Bei aller Schwarzmalerei – Datenwolken sorgen für mehr Nachhaltigkeit und Umweltverträglichkeit in der IT. Ressourcen werden optimal verteilt. „Wir gehen davon aus, dass derzeit nur etwa 5% der Leistung von Desktops und ungefähr 20% der Leistung von Rechenzentren in Unternehmen genutzt werden. Cloud Computing löst dieses Problem über das Pooling von Leistung“, erklärt Professor Eymann.
Unternehmen erhalten die benötigte Rechenleistung von den Anbietern auf das Kilowatt genau. Wenn beispielsweise im Institut für Meeresbiologie nachts das Licht ausgeht, dümpeln die hauseigenen Server nicht länger herum oder arbeiten gar im Leerlauf. Die vorher für das Kleinunternehmen reservierte Rechenleistung wird im entfernten Serverpark nahtlos mit den Aufgaben anderer Kunden gefüttert – die physikalische Einheit des Rechners ist keine entscheidende Größe mehr. Die digitale Wolke ist verformbar, elastisch, wächst und schrumpft je nach Bedarf. So können sich unabhängige Forscher mal eben für ein paar Minuten einen Supercomputer leisten. Die sogenannte dynamische Bedarfsanpassung ist ein wichtiges Merkmal von Cloud Computing.
Steht mit der IT-Auslagerung jetzt der kollektive Exodus der Systemadministratoren bevor? „Nein“, entwarnt Professor Eymann. „In den Neunzigern hat sogar die Deutsche Bank es übertrieben, als sie fast die gesamte IT an IBM auslagerte. Beinahe hätte das kleine bei der Deutschen Bank verbliebene Team die Kontrolle über den Tanker verloren.“ Die Phase des Übermuts ist überwunden.

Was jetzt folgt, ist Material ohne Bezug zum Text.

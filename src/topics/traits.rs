// Topic extractor trait.
//
// Discovery is swappable: the default implementation clusters TF-IDF
// keywords, and anything else that yields named term lists (an offline topic
// model, a hand-written JSON file) plugs in the same way.

use anyhow::Result;

use super::topic::TopicSet;

/// Trait for discovering topics in a collection of documents.
pub trait TopicExtractor {
    /// Analyze `documents` and return topics with provisional names and terms.
    fn extract(&self, documents: &[String]) -> Result<TopicSet>;
}
use proc_macro2::TokenStream;
use quote::{format_ident, quote};
use syn::parse::{Parse, ParseStream};
use syn::{
    FnArg, GenericParam, ImplItem, ImplItemFn, ItemImpl, LitStr, Path, ReturnType, Type,
    TypeParamBound, parse_quote,
};

use crate::marker::take_marker;

/// Arguments accepted by `#[annotated(...)]`.
pub(crate) struct AnnotatedArgs {
    /// Path to the runtime crate, `::tagwrap_core` unless overridden.
    krate: Path,
}

impl Parse for AnnotatedArgs {
    fn parse(input: ParseStream) -> syn::Result<Self> {
        if input.is_empty() {
            return Ok(Self {
                krate: parse_quote!(::tagwrap_core),
            });
        }
        let _crate_token: syn::Token![crate] = input.parse()?;
        let _eq_token: syn::Token![=] = input.parse()?;
        let krate: Path = input.parse()?;
        if !input.is_empty() {
            return Err(input.error("unexpected tokens, expected `crate = path`"));
        }
        Ok(Self { krate })
    }
}

/// How the generated invoker calls a tagged method.
struct TaggedCall {
    /// Method takes the output stream as its only argument.
    takes_output: bool,
    /// Method returns `Result<(), E>` rather than `()`.
    fallible: bool,
}

pub(crate) fn expand_annotated(args: AnnotatedArgs, mut input: ItemImpl) -> syn::Result<TokenStream> {
    if let Some((_, path, _)) = &input.trait_ {
        return Err(syn::Error::new_spanned(
            path,
            "`#[annotated]` can only be used on inherent `impl` blocks, not trait implementations.",
        ));
    }
    let krate = &args.krate;

    // Walk methods in declaration order, stripping markers as we go
    let mut entries = Vec::new();
    for item in &mut input.items {
        let ImplItem::Fn(func) = item else {
            continue;
        };
        let label = take_marker(&mut func.attrs)?;
        let name = func.sig.ident.to_string();

        match label {
            None => {
                // Associated functions without a receiver are not methods
                if func.sig.receiver().is_some() {
                    entries.push(quote! { #krate::MethodEntry::plain(#name) });
                }
            }
            Some(label) => {
                let call = check_tagged(func)?;
                entries.push(tagged_entry(krate, func, &name, &label, &call));
            }
        }
    }

    let self_ty = &input.self_ty;
    let mut generics = input.generics.clone();
    let type_params: Vec<_> = generics.type_params().map(|p| p.ident.clone()).collect();
    if !type_params.is_empty() {
        let where_clause = generics.make_where_clause();
        for ident in type_params {
            where_clause.predicates.push(parse_quote!(#ident: 'static));
        }
    }
    let (impl_generics, _, where_clause) = generics.split_for_impl();

    Ok(quote! {
        #input

        impl #impl_generics #krate::Annotated for #self_ty #where_clause {
            fn method_table() -> #krate::MethodTable<Self> {
                #krate::MethodTable::declared(::std::vec![#(#entries),*])
            }
        }
    })
}

fn check_tagged(func: &ImplItemFn) -> syn::Result<TaggedCall> {
    let sig = &func.sig;

    let Some(receiver) = sig.receiver() else {
        return Err(syn::Error::new_spanned(
            &sig.ident,
            "tagged methods must take `&self`",
        ));
    };
    if receiver.reference.is_none() || receiver.mutability.is_some() || receiver.colon_token.is_some() {
        return Err(syn::Error::new_spanned(
            receiver,
            "tagged methods must take `&self`",
        ));
    }
    if let Some(asyncness) = &sig.asyncness {
        return Err(syn::Error::new_spanned(
            asyncness,
            "tagged methods cannot be `async`",
        ));
    }
    if let Some(param) = sig
        .generics
        .params
        .iter()
        .find(|p| !matches!(p, GenericParam::Lifetime(_)))
    {
        return Err(syn::Error::new_spanned(
            param,
            "tagged methods cannot have type or const parameters",
        ));
    }

    let extra: Vec<&FnArg> = sig.inputs.iter().skip(1).collect();
    let takes_output = match extra.as_slice() {
        [] => false,
        [FnArg::Typed(arg)] => {
            if !is_output_stream(&arg.ty) {
                return Err(syn::Error::new_spanned(
                    &arg.ty,
                    "the only parameter a tagged method takes is the output stream, `&mut dyn std::io::Write`",
                ));
            }
            true
        }
        [_, second, ..] => {
            return Err(syn::Error::new_spanned(
                second,
                "tagged methods take no arguments besides the output stream",
            ));
        }
        [other] => {
            return Err(syn::Error::new_spanned(
                other,
                "expected the output stream parameter",
            ));
        }
    };

    let fallible = match &sig.output {
        ReturnType::Default => false,
        ReturnType::Type(_, ty) if is_unit(ty) => false,
        ReturnType::Type(_, ty) if is_result(ty) => true,
        ReturnType::Type(_, ty) => {
            return Err(syn::Error::new_spanned(
                ty,
                "tagged methods return `()` or `Result<(), E>`",
            ));
        }
    };

    Ok(TaggedCall {
        takes_output,
        fallible,
    })
}

fn is_unit(ty: &Type) -> bool {
    matches!(strip_parens(ty), Type::Tuple(t) if t.elems.is_empty())
}

fn strip_parens(ty: &Type) -> &Type {
    match ty {
        Type::Paren(p) => strip_parens(&p.elem),
        Type::Group(g) => strip_parens(&g.elem),
        other => other,
    }
}

/// `&mut dyn Write`, with any path to `Write`.
///
/// Extra auto-trait bounds are refused: the invoker only has a plain
/// `&mut dyn Write` to hand over.
fn is_output_stream(ty: &Type) -> bool {
    let Type::Reference(r) = strip_parens(ty) else {
        return false;
    };
    if r.mutability.is_none() {
        return false;
    }
    let Type::TraitObject(obj) = strip_parens(&r.elem) else {
        return false;
    };
    let mut traits = obj.bounds.iter().filter_map(|bound| match bound {
        TypeParamBound::Trait(t) => Some(t),
        _ => None,
    });
    match (traits.next(), traits.next()) {
        (Some(t), None) => t
            .path
            .segments
            .last()
            .is_some_and(|seg| seg.ident == "Write"),
        _ => false,
    }
}

/// `Result<..>`, `io::Result<..>` or any other path ending in `Result`.
fn is_result(ty: &Type) -> bool {
    let Type::Path(p) = strip_parens(ty) else {
        return false;
    };
    p.qself.is_none()
        && p.path
            .segments
            .last()
            .is_some_and(|seg| seg.ident == "Result")
}

fn tagged_entry(
    krate: &Path,
    func: &ImplItemFn,
    name: &str,
    label: &LitStr,
    call: &TaggedCall,
) -> TokenStream {
    let ident = &func.sig.ident;
    let out = format_ident!("__tagwrap_out");
    let this = format_ident!("__tagwrap_this");

    let args = if call.takes_output {
        quote! { #out }
    } else {
        quote! {}
    };
    let discard = if call.takes_output {
        quote! {}
    } else {
        quote! { let _ = #out; }
    };
    let body = if call.fallible {
        quote! {
            #this.#ident(#args).map_err(::std::convert::Into::into)
        }
    } else {
        quote! {
            #this.#ident(#args);
            ::std::result::Result::Ok(())
        }
    };

    quote! {
        #krate::MethodEntry::tagged(
            #name,
            #krate::Marker::from_static(#label),
            |#this: &Self, #out: &mut dyn ::std::io::Write| -> ::std::result::Result<(), #krate::MethodError> {
                #discard
                #body
            },
        )
    }
}
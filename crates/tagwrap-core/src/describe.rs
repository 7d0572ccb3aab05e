use crate::table::MethodTable;

/// Types that can describe their own methods.
///
/// Usually implemented by `#[annotated]` on an inherent `impl` block,
/// which lists methods in declaration order.
pub trait Annotated: Sized + 'static {
    /// Build the method table for this type.
    fn method_table() -> MethodTable<Self>;
}
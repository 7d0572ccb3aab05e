use serde::Serialize;

/// One tagged method that was wrapped and invoked.
#[derive(Debug, Clone, PartialEq, Eq, Serialize)]
pub struct Invocation {
    pub method: &'static str,
    pub label: String,
}

/// Summary of a completed scan, in invocation order.
#[derive(Debug, Clone, Default, PartialEq, Eq, Serialize)]
#[serde(transparent)]
pub struct ScanReport(Vec<Invocation>);

impl ScanReport {
    pub(crate) fn push(&mut self, method: &'static str, label: &str) {
        self.0.push(Invocation {
            method,
            label: label.to_string(),
        });
    }

    /// `true` when the target had no tagged methods.
    #[inline]
    pub fn is_empty(&self) -> bool {
        self.0.is_empty()
    }

    #[inline]
    pub fn len(&self) -> usize {
        self.0.len()
    }

    pub fn iter(&self) -> impl Iterator<Item = &Invocation> {
        self.0.iter()
    }

    /// Labels in invocation order.
    pub fn labels(&self) -> impl Iterator<Item = &str> {
        self.0.iter().map(|i| i.label.as_str())
    }
}
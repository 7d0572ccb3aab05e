use std::{borrow::Cow, fmt, str::FromStr};

use serde::{Deserialize, Serialize};

use crate::error::{ModelError, ModelResult};

/// Declarative tag attached to a method.
///
/// A marker carries exactly one attribute, the display `label`.
/// It is attached when the method is declared and never changes afterwards.
#[derive(Debug, Clone, PartialEq, Eq, Hash, Serialize, Deserialize)]
#[serde(try_from = "String")]
#[serde(into = "String")]
pub struct Marker {
    label: Cow<'static, str>,
}

impl Marker {
    /// Create a marker, rejecting blank labels.
    ///
    /// # Examples
    /// ```
    /// use tagwrap_model::Marker;
    ///
    /// let m = Marker::new("MyGeneratedClass").unwrap();
    /// assert_eq!(m.label(), "MyGeneratedClass");
    /// assert!(Marker::new("   ").is_err());
    /// ```
    pub fn new(label: impl Into<Cow<'static, str>>) -> ModelResult<Self> {
        let label = label.into();
        if label.trim().is_empty() {
            return Err(ModelError::EmptyLabel);
        }
        Ok(Self { label })
    }

    /// Build a marker from a label that was already checked at compile time.
    ///
    /// Used by code generated from `#[marker(label = "...")]`.
    #[doc(hidden)]
    pub const fn from_static(label: &'static str) -> Self {
        Self {
            label: Cow::Borrowed(label),
        }
    }

    /// Declared label, verbatim.
    #[inline]
    pub fn label(&self) -> &str {
        &self.label
    }
}

impl fmt::Display for Marker {
    fn fmt(&self, f: &mut fmt::Formatter<'_>) -> fmt::Result {
        f.write_str(&self.label)
    }
}

impl FromStr for Marker {
    type Err = ModelError;
    fn from_str(s: &str) -> Result<Self, Self::Err> {
        Self::new(s.to_owned())
    }
}

impl TryFrom<String> for Marker {
    type Error = ModelError;
    fn try_from(s: String) -> Result<Self, Self::Error> {
        Self::new(s)
    }
}

impl From<Marker> for String {
    fn from(m: Marker) -> Self {
        m.label.into_owned()
    }
}
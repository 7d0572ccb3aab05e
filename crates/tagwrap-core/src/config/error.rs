use thiserror::Error;

#[derive(Debug, Error)]
pub enum ConfigError {
    #[error("unknown placeholder '{{{placeholder}}}' in notice template: {template}")]
    UnknownPlaceholder {
        placeholder: String,
        template: String,
    },

    #[error("unbalanced brace in notice template: {0}")]
    UnbalancedBrace(String),

    #[error("notice template must be a single line: {0:?}")]
    MultiLine(String),
}
use thiserror::Error;

use crate::table::MethodError;

#[derive(Debug, Error)]
pub enum ScanError {
    #[error("tagged method '{method}' ({label}) failed: {source}")]
    InvocationFailure {
        method: &'static str,
        label: String,
        #[source]
        source: MethodError,
    },

    #[error("failed to write scan output: {0}")]
    Output(#[from] std::io::Error),
}

impl ScanError {
    /// Name of the method that failed, if the error came from an invocation.
    pub fn method(&self) -> Option<&'static str> {
        match self {
            ScanError::InvocationFailure { method, .. } => Some(*method),
            ScanError::Output(_) => None,
        }
    }
}
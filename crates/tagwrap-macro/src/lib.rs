use proc_macro::TokenStream;
use syn::{ItemImpl, parse_macro_input};

use crate::annotated::AnnotatedArgs;

mod annotated;
mod marker;

/// # `#[annotated]`
///
/// Turns the `#[marker(label = "...")]` attributes on the methods of an inherent
/// `impl` block into a `tagwrap_core::Annotated` implementation.
///
/// Every method with a receiver is listed in declaration order. Methods carrying a
/// marker become tagged entries that the scanner wraps and invokes; the rest are
/// listed as plain entries and never called.
///
/// ## Tagged method shape
///
/// - the receiver must be `&self`;
/// - the only other parameter allowed is the output stream (`&mut dyn std::io::Write`);
/// - the return type is either `()` or `Result<(), E>` where `E` converts into
///   `Box<dyn Error + Send + Sync>`.
///
/// ## Example
///
/// ```rust, ignore
/// use std::io::{self, Write};
/// use tagwrap_core::annotated;
///
/// struct Demo;
///
/// #[annotated]
/// impl Demo {
///     #[marker(label = "MyGeneratedClass")]
///     fn my_function(&self, out: &mut dyn Write) -> io::Result<()> {
///         writeln!(out, "This is the core functionality of myFunction.")
///     }
///
///     fn helper(&self) {}
/// }
/// ```
///
/// ## Arguments
///
/// - `crate = path`: path to the `tagwrap_core` crate if it was renamed.
#[proc_macro_attribute]
pub fn annotated(args: TokenStream, input: TokenStream) -> TokenStream {
    let args = parse_macro_input!(args as AnnotatedArgs);
    let input = parse_macro_input!(input as ItemImpl);

    let expanded = match annotated::expand_annotated(args, input) {
        Ok(tokens) => tokens,
        Err(err) => return err.to_compile_error().into(),
    };

    TokenStream::from(expanded)
}
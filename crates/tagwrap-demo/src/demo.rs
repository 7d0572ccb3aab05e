use std::io::{self, Write};

use tagwrap_core::annotated;

/// Object whose marked methods the demo wraps with boilerplate.
pub struct DemoObject {
    name: &'static str,
}

#[annotated]
impl DemoObject {
    pub fn new() -> Self {
        Self { name: "demo" }
    }

    #[marker(label = "MyGeneratedClass")]
    pub fn my_function(&self, out: &mut dyn Write) -> io::Result<()> {
        writeln!(out, "This is the core functionality of myFunction.")
    }

    #[marker(label = "AnotherGeneratedClass")]
    pub fn another_function(&self, out: &mut dyn Write) -> io::Result<()> {
        writeln!(out, "This is the core functionality of anotherFunction.")
    }

    /// Not marked; listed in the method table but never invoked by the scanner.
    pub fn name(&self) -> &'static str {
        self.name
    }
}
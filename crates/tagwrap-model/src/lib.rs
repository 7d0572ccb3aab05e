mod error;
pub use error::{ModelError, ModelResult};

mod marker;
pub use marker::Marker;
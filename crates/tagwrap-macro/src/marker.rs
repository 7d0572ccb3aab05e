use syn::{Attribute, LitStr, Meta};

/// Attribute name read from method definitions.
pub(crate) const MARKER_ATTR: &str = "marker";

/// Remove every `#[marker(...)]` from `attrs` and return the declared label.
///
/// A method carries at most one marker and the marker carries exactly one
/// non-empty `label`.
pub(crate) fn take_marker(attrs: &mut Vec<Attribute>) -> syn::Result<Option<LitStr>> {
    let mut found: Option<(Attribute, LitStr)> = None;
    let mut kept = Vec::with_capacity(attrs.len());

    for attr in attrs.drain(..) {
        if !attr.path().is_ident(MARKER_ATTR) {
            kept.push(attr);
            continue;
        }
        if let Some((first, _)) = &found {
            let mut err = syn::Error::new_spanned(&attr, "a method can carry only one `#[marker]`");
            err.combine(syn::Error::new_spanned(first, "first `#[marker]` is here"));
            return Err(err);
        }
        let label = parse_label(&attr)?;
        found = Some((attr, label));
    }

    *attrs = kept;
    Ok(found.map(|(_, label)| label))
}

fn parse_label(attr: &Attribute) -> syn::Result<LitStr> {
    if !matches!(attr.meta, Meta::List(_)) {
        return Err(syn::Error::new_spanned(
            attr,
            "expected `#[marker(label = \"...\")]`",
        ));
    }

    let mut label: Option<LitStr> = None;
    attr.parse_nested_meta(|meta| {
        if !meta.path.is_ident("label") {
            return Err(meta.error("unknown marker argument, expected `label`"));
        }
        if label.is_some() {
            return Err(meta.error("duplicate `label` argument"));
        }
        let value: LitStr = meta.value()?.parse()?;
        label = Some(value);
        Ok(())
    })?;

    let label = label.ok_or_else(|| {
        syn::Error::new_spanned(attr, "missing `label` argument in `#[marker(...)]`")
    })?;
    if label.value().trim().is_empty() {
        return Err(syn::Error::new_spanned(&label, "marker label must not be empty"));
    }
    Ok(label)
}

An Problemen mangelt es indes nicht, gegen die Apologeten der Cloud kann man einwenden: Wenn das Netz einer Weltensimulation gleicht, wo ist dann die Entsprechung der staatlichen Verfasstheit? Bahnt sich auf dem Weg in die Wolke unbemerkt an, wovon wir bisher in der Vergangenheitsform reden – die Tyrannei, das zentralisierte Herrschaftssystem, ein Absolutismus der Datenhäuser von und zu Einsnullingen? Kein Zufall, dass der Held in der Serie den Namen des großen Staatstheoretiker Thomas Hobbes trägt. In seiner Lehre ist individuelle Souveränität die Zündkerze der Demokratie.
Zwei Lesarten der digitalen Gesellschaft im Wolkenheim. Irgendwo dazwischen liegt die Wahrheit.